MATERIAL FOR THIS TASK.

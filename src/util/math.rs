
/// Square root rounded to the nearest integer.
#[must_use]
pub fn rounded_sqrt(value: u64) -> u32 {
    (value as f64).sqrt().round() as u32
}

/// Integer division rounding half up. `divisor` must be non-zero.
#[must_use]
pub fn div_round(dividend: u64, divisor: u64) -> u64 {
    (dividend + divisor / 2) / divisor
}

/// Exponential running average with a 1/8 update weight.
#[must_use]
pub fn running_average(average: i32, value: i32) -> i32 {
    (7 * average + value + 4).div_euclid(8)
}

/// Raw moments of two equally sized sample sets.
#[derive(Debug, Clone, Copy, Default, PartialEq, Eq)]
pub struct PairMoments {
    pub count: u64,
    pub sum_a: u64,
    pub sum_b: u64,
    pub sum_aa: u64,
    pub sum_bb: u64,
    pub sum_ab: u64,
}

impl PairMoments {
    #[inline]
    pub fn push(&mut self, a: u8, b: u8) {
        let a = u64::from(a);
        let b = u64::from(b);
        self.count += 1;
        self.sum_a += a;
        self.sum_b += b;
        self.sum_aa += a * a;
        self.sum_bb += b * b;
        self.sum_ab += a * b;
    }

    /// Pearson correlation scaled to -100..=100.
    ///
    /// Two flat sets correlate perfectly; a flat set against a textured one
    /// does not correlate at all.
    #[must_use]
    pub fn correlation_percent(&self) -> i16 {
        if self.count == 0 {
            return 100;
        }
        let n = self.count as f64;
        let var_a = n * self.sum_aa as f64 - (self.sum_a as f64).powi(2);
        let var_b = n * self.sum_bb as f64 - (self.sum_b as f64).powi(2);
        match (var_a > 0.0, var_b > 0.0) {
            (false, false) => 100,
            (true, true) => {
                let cov = n * self.sum_ab as f64 - self.sum_a as f64 * self.sum_b as f64;
                let r = cov / (var_a.sqrt() * var_b.sqrt());
                (r * 100.0).round().clamp(-100.0, 100.0) as i16
            }
            _ => 0,
        }
    }
}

THE TASK. Set down again, word for word, the stretch of records from the line with "let var_a = n" to the line with "let cov = n", both of those lines included.

ANSWER TO THIS TASK.
        let var_a = n * self.sum_aa as f64 - (self.sum_a as f64).powi(2);
        let var_b = n * self.sum_bb as f64 - (self.sum_b as f64).powi(2);
        match (var_a > 0.0, var_b > 0.0) {
            (false, false) => 100,
            (true, true) => {
                let cov = n * self.sum_ab as f64 - self.sum_a as f64 * self.sum_b as f64;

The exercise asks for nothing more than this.